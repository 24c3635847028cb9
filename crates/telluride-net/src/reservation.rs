//! Three-phase reservation protocol and its bookkeeping.
//!
//! A request travels as REQUEST toward the responder, reserving memory
//! time-slots at every hop and accumulating the path in QCap tokens. The
//! responder fixes the path, installs its rules, and answers APPROVE,
//! which installs rules at every hop on the way back to the initiator. A
//! failed admission anywhere answers REJECT, which unwinds the tentative
//! reservations hop by hop. There is no partial success: a request either
//! fully installs along the path or fully unwinds.

use telluride_sim::Time;
use tracing::{debug, warn};

use crate::ids::{NodeId, ReservationId};
use crate::message::{Message, RsvpKind, RsvpMessage};
use crate::network::{Ctx, EventKind, PRIORITY_MEMORY_RESET, PRIORITY_NORMAL, RequestStatus};
use crate::node::RouterNode;
use crate::routing;
use crate::rules::{RESERVATION_RULE_PRIORITY, RuleKind};
use crate::topology::Topology;

/// An admitted (or in-flight) entanglement request. Immutable once created.
#[derive(Debug, Clone)]
pub struct Reservation {
    /// Node that created the request.
    pub initiator: NodeId,
    /// Node entanglement is requested with.
    pub responder: NodeId,
    /// Time entanglement should start being attempted (ps).
    pub start_time: Time,
    /// Time resources are released (ps).
    pub end_time: Time,
    /// Number of entangled pairs requested.
    pub memory_size: usize,
    /// Desired end-to-end fidelity.
    pub target_fidelity: f64,
    /// Virtual-link reservations overlap freely on time-cards.
    pub is_virtual: bool,
}

impl Reservation {
    /// Creates a reservation.
    ///
    /// # Panics
    ///
    /// Panics unless `start_time < end_time` and `memory_size >= 1`; the
    /// public request surface validates before constructing.
    pub fn new(
        initiator: NodeId,
        responder: NodeId,
        start_time: Time,
        end_time: Time,
        memory_size: usize,
        target_fidelity: f64,
        is_virtual: bool,
    ) -> Self {
        assert!(start_time < end_time, "reservation window is empty");
        assert!(memory_size >= 1, "reservation requests no memories");
        Self {
            initiator,
            responder,
            start_time,
            end_time,
            memory_size,
            target_fidelity,
            is_virtual,
        }
    }
}

/// Path-accumulator token appended by each node a REQUEST traverses.
#[derive(Debug, Clone)]
pub struct QCap {
    /// Node that appended the token.
    pub node: NodeId,
}

/// Reservation ledger for one memory slot.
///
/// Non-virtual reservations are kept sorted by start time and pairwise
/// time-disjoint; virtual reservations overlap arbitrarily and never block
/// an addition.
#[derive(Debug)]
pub struct MemoryTimeCard {
    /// Index of the memory this card tracks.
    pub memory_index: usize,
    physical: Vec<ReservationId>,
    virtuals: Vec<ReservationId>,
}

impl MemoryTimeCard {
    /// Creates an empty card for one memory.
    pub fn new(memory_index: usize) -> Self {
        Self {
            memory_index,
            physical: Vec::new(),
            virtuals: Vec::new(),
        }
    }

    /// Attempts to add a reservation to this card.
    ///
    /// The insertion position comes from a lower-bound search over the
    /// sorted non-virtual reservations; a candidate overlapping either
    /// neighbor is rejected. Virtual reservations always fit.
    pub fn add(&mut self, id: ReservationId, table: &[Reservation]) -> bool {
        let candidate = &table[id.index()];
        if candidate.is_virtual {
            self.virtuals.push(id);
            return true;
        }
        let position = self
            .physical
            .partition_point(|r| table[r.index()].start_time < candidate.start_time);
        if position > 0 {
            let previous = &table[self.physical[position - 1].index()];
            if previous.end_time >= candidate.start_time {
                return false;
            }
        }
        if position < self.physical.len() {
            let next = &table[self.physical[position].index()];
            if next.start_time <= candidate.end_time {
                return false;
            }
        }
        self.physical.insert(position, id);
        true
    }

    /// Removes a reservation from this card, if present.
    pub fn remove(&mut self, id: ReservationId) -> bool {
        if let Some(position) = self.physical.iter().position(|r| *r == id) {
            self.physical.remove(position);
            return true;
        }
        if let Some(position) = self.virtuals.iter().position(|r| *r == id) {
            self.virtuals.remove(position);
            return true;
        }
        false
    }

    /// Returns `true` when the reservation holds this memory.
    pub fn contains(&self, id: ReservationId) -> bool {
        self.physical.contains(&id) || self.virtuals.contains(&id)
    }

    /// Non-virtual reservations, sorted by start time.
    pub fn physical_reservations(&self) -> &[ReservationId] {
        &self.physical
    }

    /// Virtual reservations, in insertion order.
    pub fn virtual_reservations(&self) -> &[ReservationId] {
        &self.virtuals
    }
}

/// Per-node reservation protocol state.
pub struct RsvpState {
    /// One card per memory, in memory index order.
    pub timecards: Vec<MemoryTimeCard>,
    /// Success probability configured into spawned `SwappingA` instances.
    pub es_success_prob: f64,
    /// Degradation configured into spawned `SwappingA` instances.
    pub es_degradation: f64,
    /// Every reservation this node has approved.
    pub accepted: Vec<ReservationId>,
}

impl RsvpState {
    /// Creates the state for a node with `memo_size` memories.
    pub fn new(memo_size: usize, es_success_prob: f64, es_degradation: f64) -> Self {
        Self {
            timecards: (0..memo_size).map(MemoryTimeCard::new).collect(),
            es_success_prob,
            es_degradation,
            accepted: Vec::new(),
        }
    }

    /// Sets the swapping success probability for rules created later.
    pub fn set_swapping_success_rate(&mut self, prob: f64) {
        assert!((0.0..=1.0).contains(&prob));
        self.es_success_prob = prob;
    }

    /// Sets the swapping degradation for rules created later.
    pub fn set_swapping_degradation(&mut self, degradation: f64) {
        assert!((0.0..=1.0).contains(&degradation));
        self.es_degradation = degradation;
    }

    /// Attempts to reserve `required` memories for the reservation.
    ///
    /// Cards are tried in index order; on shortfall every tentative add is
    /// rolled back and the call fails.
    pub fn schedule(
        &mut self,
        id: ReservationId,
        table: &[Reservation],
        required: usize,
    ) -> bool {
        let mut added = Vec::new();
        for card in &mut self.timecards {
            if card.add(id, table) {
                added.push(card.memory_index);
                if added.len() == required {
                    return true;
                }
            }
        }
        for index in added {
            self.timecards[index].remove(id);
        }
        false
    }

    /// Memory indices reserved for the reservation, in reservation order.
    pub fn reserved_indices(&self, id: ReservationId) -> Vec<usize> {
        self.timecards
            .iter()
            .filter(|card| card.contains(id))
            .map(|card| card.memory_index)
            .collect()
    }

    /// Removes the reservation from every card it appears on.
    pub fn remove_everywhere(&mut self, id: ReservationId) {
        for card in &mut self.timecards {
            card.remove(id);
        }
    }
}

// ============================================================================
// Rule creation for an approved path
// ============================================================================

/// Left/right neighbors of a middle node in the repeatedly halved path.
///
/// The path is halved (keeping endpoints) until the node sits at an odd
/// position; its immediate neighbors in that path are the two sides its
/// swap joins.
pub fn swap_neighbors(path: &[NodeId], node: NodeId) -> (NodeId, NodeId) {
    let mut current: Vec<NodeId> = path.to_vec();
    let mut position = current
        .iter()
        .position(|n| *n == node)
        .expect("node lies on the path");
    while position % 2 == 0 {
        let last = current.len() - 1;
        current = current
            .iter()
            .enumerate()
            .filter(|(i, _)| i % 2 == 0 || *i == last)
            .map(|(_, n)| *n)
            .collect();
        position = current
            .iter()
            .position(|n| *n == node)
            .expect("halving keeps the node");
    }
    (current[position - 1], current[position + 1])
}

**Description of the task:** When you retype the entries above, keep every line identical to the source.

**Task response:**
repository 24c3635847028cb9
filename crates/telluride-net/src/reservation.rs
//! Three-phase reservation protocol and its bookkeeping.
//!
//! A request travels as REQUEST toward the responder, reserving memory
//! time-slots at every hop and accumulating the path in QCap tokens. The
//! responder fixes the path, installs its rules, and answers APPROVE,
//! which installs rules at every hop on the way back to the initiator. A
//! failed admission anywhere answers REJECT, which unwinds the tentative
//! reservations hop by hop. There is no partial success: a request either
//! fully installs along the path or fully unwinds.

use telluride_sim::Time;
use tracing::{debug, warn};

use crate::ids::{NodeId, ReservationId};
use crate::message::{Message, RsvpKind, RsvpMessage};
use crate::network::{Ctx, EventKind, PRIORITY_MEMORY_RESET, PRIORITY_NORMAL, RequestStatus};
use crate::node::RouterNode;
use crate::routing;
use crate::rules::{RESERVATION_RULE_PRIORITY, RuleKind};
use crate::topology::Topology;

/// An admitted (or in-flight) entanglement request. Immutable once created.
#[derive(Debug, Clone)]
pub struct Reservation {
    /// Node that created the request.
    pub initiator: NodeId,
    /// Node entanglement is requested with.
    pub responder: NodeId,
    /// Time entanglement should start being attempted (ps).
    pub start_time: Time,
    /// Time resources are released (ps).
    pub end_time: Time,
    /// Number of entangled pairs requested.
    pub memory_size: usize,
    /// Desired end-to-end fidelity.
    pub target_fidelity: f64,
    /// Virtual-link reservations overlap freely on time-cards.
    pub is_virtual: bool,
}

impl Reservation {
    /// Creates a reservation.
    ///
    /// # Panics
    ///
    /// Panics unless `start_time < end_time` and `memory_size >= 1`; the
    /// public request surface validates before constructing.
    pub fn new(
        initiator: NodeId,
        responder: NodeId,
        start_time: Time,
        end_time: Time,
        memory_size: usize,
        target_fidelity: f64,
        is_virtual: bool,
    ) -> Self {
        assert!(start_time < end_time, "reservation window is empty");
        assert!(memory_size >= 1, "reservation requests no memories");
        Self {
            initiator,
            responder,
            start_time,
            end_time,
            memory_size,
            target_fidelity,
            is_virtual,
        }
    }
}

/// Path-accumulator token appended by each node a REQUEST traverses.
#[derive(Debug, Clone)]
pub struct QCap {
    /// Node that appended the token.
    pub node: NodeId,
}

/// Reservation ledger for one memory slot.
///
/// Non-virtual reservations are kept sorted by start time and pairwise
/// time-disjoint; virtual reservations overlap arbitrarily and never block
/// an addition.
#[derive(Debug)]
pub struct MemoryTimeCard {
    /// Index of the memory this card tracks.
    pub memory_index: usize,
    physical: Vec<ReservationId>,
    virtuals: Vec<ReservationId>,
}

impl MemoryTimeCard {
    /// Creates an empty card for one memory.
    pub fn new(memory_index: usize) -> Self {
        Self {
            memory_index,
            physical: Vec::new(),
            virtuals: Vec::new(),
        }
    }

    /// Attempts to add a reservation to this card.
    ///
    /// The insertion position comes from a lower-bound search over the
    /// sorted non-virtual reservations; a candidate overlapping either
    /// neighbor is rejected. Virtual reservations always fit.
    pub fn add(&mut self, id: ReservationId, table: &[Reservation]) -> bool {
        let candidate = &table[id.index()];
        if candidate.is_virtual {
            self.virtuals.push(id);
            return true;
        }
        let position = self
            .physical
            .partition_point(|r| table[r.index()].start_time < candidate.start_time);
        if position > 0 {
            let previous = &table[self.physical[position - 1].index()];
            if previous.end_time >= candidate.start_time {
                return false;
            }
        }
        if position < self.physical.len() {
            let next = &table[self.physical[position].index()];
            if next.start_time <= candidate.end_time {
                return false;
            }
        }
        self.physical.insert(position, id);
        true
    }

    /// Removes a reservation from this card, if present.
    pub fn remove(&mut self, id: ReservationId) -> bool {
        if let Some(position) = self.physical.iter().position(|r| *r == id) {
            self.physical.remove(position);
            return true;
        }
        if let Some(position) = self.virtuals.iter().position(|r| *r == id) {
            self.virtuals.remove(position);
            return true;
        }
        false
    }

    /// Returns `true` when the reservation holds this memory.
    pub fn contains(&self, id: ReservationId) -> bool {
        self.physical.contains(&id) || self.virtuals.contains(&id)
    }

    /// Non-virtual reservations, sorted by start time.
    pub fn physical_reservations(&self) -> &[ReservationId] {
        &self.physical
    }

    /// Virtual reservations, in insertion order.
    pub fn virtual_reservations(&self) -> &[ReservationId] {
        &self.virtuals
    }
}

/// Per-node reservation protocol state.
pub struct RsvpState {
    /// One card per memory, in memory index order.
    pub timecards: Vec<MemoryTimeCard>,
    /// Success probability configured into spawned `SwappingA` instances.
    pub es_success_prob: f64,
    /// Degradation configured into spawned `SwappingA` instances.
    pub es_degradation: f64,
    /// Every reservation this node has approved.
    pub accepted: Vec<ReservationId>,
}

impl RsvpState {
    /// Creates the state for a node with `memo_size` memories.
    pub fn new(memo_size: usize, es_success_prob: f64, es_degradation: f64) -> Self {
        Self {
            timecards: (0..memo_size).map(MemoryTimeCard::new).collect(),
            es_success_prob,
            es_degradation,
            accepted: Vec::new(),
        }
    }

    /// Sets the swapping success probability for rules created later.
    pub fn set_swapping_success_rate(&mut self, prob: f64) {
        assert!((0.0..=1.0).contains(&prob));
        self.es_success_prob = prob;
    }

    /// Sets the swapping degradation for rules created later.
    pub fn set_swapping_degradation(&mut self, degradation: f64) {
        assert!((0.0..=1.0).contains(&degradation));
        self.es_degradation = degradation;
    }

    /// Attempts to reserve `required` memories for the reservation.
    ///
    /// Cards are tried in index order; on shortfall every tentative add is
    /// rolled back and the call fails.
    pub fn schedule(
        &mut self,
        id: ReservationId,
        table: &[Reservation],
        required: usize,
    ) -> bool {
        let mut added = Vec::new();
        for card in &mut self.timecards {
            if card.add(id, table) {
                added.push(card.memory_index);
                if added.len() == required {
                    return true;
                }
            }
        }
        for index in added {
            self.timecards[index].remove(id);
        }
        false
    }

    /// Memory indices reserved for the reservation, in reservation order.
    pub fn reserved_indices(&self, id: ReservationId) -> Vec<usize> {
        self.timecards
            .iter()
            .filter(|card| card.contains(id))
            .map(|card| card.memory_index)
            .collect()
    }

    /// Removes the reservation from every card it appears on.
    pub fn remove_everywhere(&mut self, id: ReservationId) {
        for card in &mut self.timecards {
            card.remove(id);
        }
    }
}

// ============================================================================
// Rule creation for an approved path
// ============================================================================

/// Left/right neighbors of a middle node in the repeatedly halved path.
///
/// The path is halved (keeping endpoints) until the node sits at an odd
/// position; its immediate neighbors in that path are the two sides its
/// swap joins.
pub fn swap_neighbors(path: &[NodeId], node: NodeId) -> (NodeId, NodeId) {
    let mut current: Vec<NodeId> = path.to_vec();
    let mut position = current
        .iter()
        .position(|n| *n == node)
        .expect("node lies on the path");
    while position % 2 == 0 {
        let last = current.len() - 1;
        current = current
            .iter()
            .enumerate()
            .filter(|(i, _)| i % 2 == 0 || *i == last)
            .map(|(_, n)| *n)
            .collect();
        position = current
            .iter()
            .position(|n| *n == node)
            .expect("halving keeps the node");
    }
    (current[position - 1], current[position + 1])
}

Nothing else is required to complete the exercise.